📜  numpy arrauy 到 df - Python (1)

📅  最后修改于: 2023-12-03 14:44:48.120000             🧑  作者: Mango

numpy array to df - Python

In Python, the numpy library is widely used for mathematical operations on arrays. Sometimes, it is required to convert a numpy array into a pandas DataFrame (df) for further data manipulation and analysis. This guide will walk you through the process of converting a numpy array to a pandas DataFrame.

Prerequisites

Before proceeding, ensure that you have the following installed:

  • Python
  • numpy library
  • pandas library
1. Importing the Required Libraries

First, import the necessary libraries: numpy and pandas.

import numpy as np
import pandas as pd
2. Creating a Numpy Array

To demonstrate the conversion process, let's create a numpy array.

array_np = np.array([[1, 2, 3], [4, 5, 6]]) # an example numpy array
3. Converting Numpy Array to DataFrame

Now, convert the numpy array to a pandas DataFrame using the pd.DataFrame() function.

df = pd.DataFrame(data=array_np)

The resulting DataFrame will have the same dimensions as the original numpy array and will be filled with the corresponding values.

4. Optional: Assigning Column Names

By default, the columns in the DataFrame will be labeled with numeric indices. However, it is often useful to assign meaningful column names. You can do this by specifying the columns parameter in the pd.DataFrame() function.

df = pd.DataFrame(data=array_np, columns=['Column1', 'Column2', 'Column3'])
5. View the DataFrame

To verify the conversion, you can print the resulting DataFrame.

print(df)

This will display the DataFrame representation in the console.
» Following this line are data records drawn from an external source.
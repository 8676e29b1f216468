//! Cards and piece placement.
//!
//! A card has a fixed mask of playable cells and an occupancy layout counting
//! how often each cell has been covered. `place_piece` is the only mutator of
//! the layout, and it either applies a whole configuration or nothing.

use std::fmt;

use tracing::trace;

use crate::config::{cells_to_rows, CardDef};
use crate::configurations::{Configuration, ConfigurationSet};
use crate::error::SetupError;
use crate::grid::{format_grid, CellSet, GRID_CELLS};
use crate::pieces::Piece;

/// What completing a card is worth.
#[derive(Clone, Debug, Default, PartialEq, Eq)]
pub struct Reward {
    pub points: u32,
    /// Name of the catalogue piece granted on completion.
    pub piece: Option<String>,
}

/// A card players fill with pieces.
#[derive(Clone, Debug)]
pub struct Card {
    mask: CellSet,
    /// Coverage count per cell, indexed like `CellSet` bits.
    layout: [u8; GRID_CELLS],
    reward: Reward,
    is_full: bool,
    placed: Vec<Piece>,
}

impl Card {
    /// Creates an empty card with the given playable cells.
    pub fn new(mask: CellSet, reward: Reward) -> Self {
        Self {
            mask,
            layout: [0; GRID_CELLS],
            reward,
            is_full: mask.is_empty(),
            placed: Vec::new(),
        }
    }

    /// Builds a card from its configuration record.
    ///
    /// `index` is the card's position in the configuration, for error messages.
    /// Reward piece names are checked by the caller, which owns the catalogue.
    pub fn from_def(def: &CardDef, index: usize) -> Result<Self, SetupError> {
        let mask = CellSet::from_rows(&cells_to_rows(&def.mask), format!("mask of card {index}"))?;
        if mask.is_empty() {
            return Err(SetupError::EmptyMask { index });
        }
        let reward = Reward {
            points: def.reward.points,
            piece: def.reward.piece.clone(),
        };
        Ok(Self::new(mask, reward))
    }

    /// Checks whether `configuration` can be placed right now.
    ///
    /// Every cell of the configuration must be playable, and adding it to the
    /// layout must leave no cell covered more than once.
    pub fn placement_valid(&self, configuration: Configuration) -> bool {
        if !configuration.is_subset(self.mask) {
            return false;
        }
        // one more cover on an already covered cell would make it 2
        configuration.indices().all(|idx| self.layout[idx] == 0)
    }

    /// Places `configuration` on the card if valid.
    ///
    /// Returns false and leaves the card untouched when the placement is
    /// invalid.
    pub fn place_piece(&mut self, configuration: Configuration) -> bool {
        if !self.placement_valid(configuration) {
            trace!(?configuration, "placement rejected");
            return false;
        }

        for idx in configuration.indices() {
            self.layout[idx] += 1;
        }
        self.is_full = self.occupied_cells() == self.mask;
        true
    }

    /// Configurations from `set` that are placeable right now.
    pub fn valid_configurations<'a>(
        &'a self,
        set: &'a ConfigurationSet,
    ) -> impl Iterator<Item = Configuration> + 'a {
        set.iter()
            .filter(move |&configuration| self.placement_valid(configuration))
    }

    /// Returns true if at least one configuration of `set` fits.
    pub fn accepts_any(&self, set: &ConfigurationSet) -> bool {
        self.valid_configurations(set).next().is_some()
    }

    pub fn mask(&self) -> CellSet {
        self.mask
    }

    /// Cells covered at least once.
    pub fn occupied_cells(&self) -> CellSet {
        let bits = self
            .layout
            .iter()
            .enumerate()
            .filter(|(_, &count)| count > 0)
            .fold(0u32, |bits, (idx, _)| bits | 1 << idx);
        CellSet::from_bits(bits)
    }

    /// Playable cells still empty.
    pub fn free_cells(&self) -> CellSet {
        self.mask.difference(self.occupied_cells())
    }

    /// Coverage count of every cell.
    pub fn layout(&self) -> &[u8; GRID_CELLS] {
        &self.layout
    }

    pub fn is_full(&self) -> bool {
        self.is_full
    }

    pub fn reward(&self) -> &Reward {
        &self.reward
    }

    /// Keeps a placed piece until the card is completed.
    pub fn hold_piece(&mut self, piece: Piece) {
        self.placed.push(piece);
    }

    /// Pieces placed on this card so far.
    pub fn placed_pieces(&self) -> &[Piece] {
        &self.placed
    }

    /// Hands back every piece placed on the card.
    pub fn take_placed_pieces(&mut self) -> Vec<Piece> {
        std::mem::take(&mut self.placed)
    }

    /// Draws the card: `#` covered, `o` playable and free, `.` not playable.
    pub fn render(&self) -> String {
        let occupied = self.occupied_cells();
        format_grid(|row, col| {
            if occupied.contains(row, col) {
                '#'
            } else if self.mask.contains(row, col) {
                'o'
            } else {
                '.'
            }
        })
    }
}

impl fmt::Display for Card {
    fn fmt(&self, f: &mut fmt::Formatter<'_>) -> fmt::Result {
        write!(
            f,
            "card {}/{} filled, {} points",
            self.occupied_cells().len(),
            self.mask.len(),
            self.reward.points
        )
    }
}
|   Column1 |   Column2 |   Column3 |
|----------:|----------:|----------:|
|         1 |         2 |         3 |
|         4 |         5 |         6 |
Conclusion

By following these steps, you can easily convert a numpy array to a pandas DataFrame. This conversion is useful when you want to utilize the powerful data manipulation and analysis capabilities provided by pandas.